Find every line in the records below that holds the word "struct", and copy it out.

:::

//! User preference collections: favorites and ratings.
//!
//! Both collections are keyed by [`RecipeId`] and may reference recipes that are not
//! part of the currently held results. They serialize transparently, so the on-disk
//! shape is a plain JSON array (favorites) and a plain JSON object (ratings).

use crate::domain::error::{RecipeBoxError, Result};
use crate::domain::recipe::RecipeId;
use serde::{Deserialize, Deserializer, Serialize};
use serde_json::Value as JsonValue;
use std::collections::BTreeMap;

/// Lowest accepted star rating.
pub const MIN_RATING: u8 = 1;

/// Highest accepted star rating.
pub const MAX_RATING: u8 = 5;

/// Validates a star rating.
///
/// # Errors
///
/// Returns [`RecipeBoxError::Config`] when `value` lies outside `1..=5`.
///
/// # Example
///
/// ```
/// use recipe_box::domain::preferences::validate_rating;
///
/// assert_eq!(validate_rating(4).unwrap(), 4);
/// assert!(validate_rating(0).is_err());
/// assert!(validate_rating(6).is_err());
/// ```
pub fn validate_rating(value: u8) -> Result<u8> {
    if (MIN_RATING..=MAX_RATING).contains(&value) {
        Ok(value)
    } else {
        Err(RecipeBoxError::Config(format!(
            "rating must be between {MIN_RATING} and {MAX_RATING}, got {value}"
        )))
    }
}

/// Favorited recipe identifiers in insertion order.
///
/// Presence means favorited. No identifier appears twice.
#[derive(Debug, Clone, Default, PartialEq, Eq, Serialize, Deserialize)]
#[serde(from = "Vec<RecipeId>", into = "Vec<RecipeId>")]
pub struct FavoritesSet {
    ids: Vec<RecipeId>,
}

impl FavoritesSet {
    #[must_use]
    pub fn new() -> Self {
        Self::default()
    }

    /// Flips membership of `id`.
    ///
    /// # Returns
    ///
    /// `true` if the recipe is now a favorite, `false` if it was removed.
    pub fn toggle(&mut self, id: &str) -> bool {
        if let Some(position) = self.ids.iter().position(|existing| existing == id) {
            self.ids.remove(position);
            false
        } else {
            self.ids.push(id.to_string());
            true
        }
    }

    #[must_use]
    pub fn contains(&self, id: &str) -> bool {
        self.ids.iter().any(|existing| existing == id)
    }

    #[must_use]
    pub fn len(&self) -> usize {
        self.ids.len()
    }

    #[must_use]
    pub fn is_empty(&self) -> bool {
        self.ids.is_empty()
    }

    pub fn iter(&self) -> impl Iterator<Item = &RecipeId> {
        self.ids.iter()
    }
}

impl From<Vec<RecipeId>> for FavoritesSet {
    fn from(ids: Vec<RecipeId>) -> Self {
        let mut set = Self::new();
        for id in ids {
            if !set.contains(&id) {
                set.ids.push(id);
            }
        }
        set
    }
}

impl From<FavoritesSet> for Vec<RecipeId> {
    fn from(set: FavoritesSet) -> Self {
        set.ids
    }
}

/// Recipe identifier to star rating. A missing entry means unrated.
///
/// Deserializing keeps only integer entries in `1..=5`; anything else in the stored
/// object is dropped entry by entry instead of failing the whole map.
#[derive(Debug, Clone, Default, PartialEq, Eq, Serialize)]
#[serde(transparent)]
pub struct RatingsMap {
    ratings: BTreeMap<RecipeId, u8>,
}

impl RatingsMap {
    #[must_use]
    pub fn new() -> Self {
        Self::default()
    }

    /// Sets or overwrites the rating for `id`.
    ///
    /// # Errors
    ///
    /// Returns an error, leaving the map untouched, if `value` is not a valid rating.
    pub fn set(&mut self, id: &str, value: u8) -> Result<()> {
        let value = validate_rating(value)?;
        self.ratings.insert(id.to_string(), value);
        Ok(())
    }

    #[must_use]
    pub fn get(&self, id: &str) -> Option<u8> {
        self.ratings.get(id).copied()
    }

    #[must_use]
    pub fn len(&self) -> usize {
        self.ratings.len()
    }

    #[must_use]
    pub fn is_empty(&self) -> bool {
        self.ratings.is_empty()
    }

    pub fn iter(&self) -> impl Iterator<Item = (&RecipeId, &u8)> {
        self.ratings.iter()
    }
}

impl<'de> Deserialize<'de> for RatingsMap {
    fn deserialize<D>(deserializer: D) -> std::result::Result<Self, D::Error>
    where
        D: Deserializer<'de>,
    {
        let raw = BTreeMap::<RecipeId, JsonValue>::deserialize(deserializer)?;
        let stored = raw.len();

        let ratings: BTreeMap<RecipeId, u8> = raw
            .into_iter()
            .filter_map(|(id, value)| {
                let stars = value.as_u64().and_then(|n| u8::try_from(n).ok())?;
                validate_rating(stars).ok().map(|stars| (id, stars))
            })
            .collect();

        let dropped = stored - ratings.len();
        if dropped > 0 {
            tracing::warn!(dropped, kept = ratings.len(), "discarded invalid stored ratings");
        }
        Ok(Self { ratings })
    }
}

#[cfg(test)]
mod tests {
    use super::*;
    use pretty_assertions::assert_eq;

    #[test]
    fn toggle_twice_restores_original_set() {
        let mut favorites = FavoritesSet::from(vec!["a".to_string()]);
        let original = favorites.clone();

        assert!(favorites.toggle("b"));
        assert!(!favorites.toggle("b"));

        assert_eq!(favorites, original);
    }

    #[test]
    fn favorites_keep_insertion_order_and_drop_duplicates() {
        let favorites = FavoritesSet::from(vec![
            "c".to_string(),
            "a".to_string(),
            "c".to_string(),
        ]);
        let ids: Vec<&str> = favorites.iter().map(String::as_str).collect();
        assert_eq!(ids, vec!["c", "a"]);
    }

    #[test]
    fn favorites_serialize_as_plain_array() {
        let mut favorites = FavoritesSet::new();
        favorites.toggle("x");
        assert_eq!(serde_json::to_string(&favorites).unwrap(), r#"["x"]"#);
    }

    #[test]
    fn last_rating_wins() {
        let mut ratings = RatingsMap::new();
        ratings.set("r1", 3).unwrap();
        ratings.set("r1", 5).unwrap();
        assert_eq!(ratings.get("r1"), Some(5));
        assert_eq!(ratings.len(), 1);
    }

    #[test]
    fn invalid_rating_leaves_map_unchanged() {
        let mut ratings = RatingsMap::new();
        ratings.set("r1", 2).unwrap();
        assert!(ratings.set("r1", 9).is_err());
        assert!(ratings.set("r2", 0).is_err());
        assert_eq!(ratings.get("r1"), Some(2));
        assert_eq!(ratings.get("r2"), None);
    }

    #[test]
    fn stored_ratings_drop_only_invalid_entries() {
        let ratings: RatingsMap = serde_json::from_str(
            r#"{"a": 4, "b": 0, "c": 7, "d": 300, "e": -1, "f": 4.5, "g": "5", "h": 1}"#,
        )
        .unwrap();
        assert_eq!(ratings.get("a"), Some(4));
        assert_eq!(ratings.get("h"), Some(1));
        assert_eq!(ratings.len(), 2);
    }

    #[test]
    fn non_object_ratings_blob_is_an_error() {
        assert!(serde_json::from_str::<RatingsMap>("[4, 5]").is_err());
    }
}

:::

→ Response below:
pub struct FavoritesSet {
pub struct RatingsMap {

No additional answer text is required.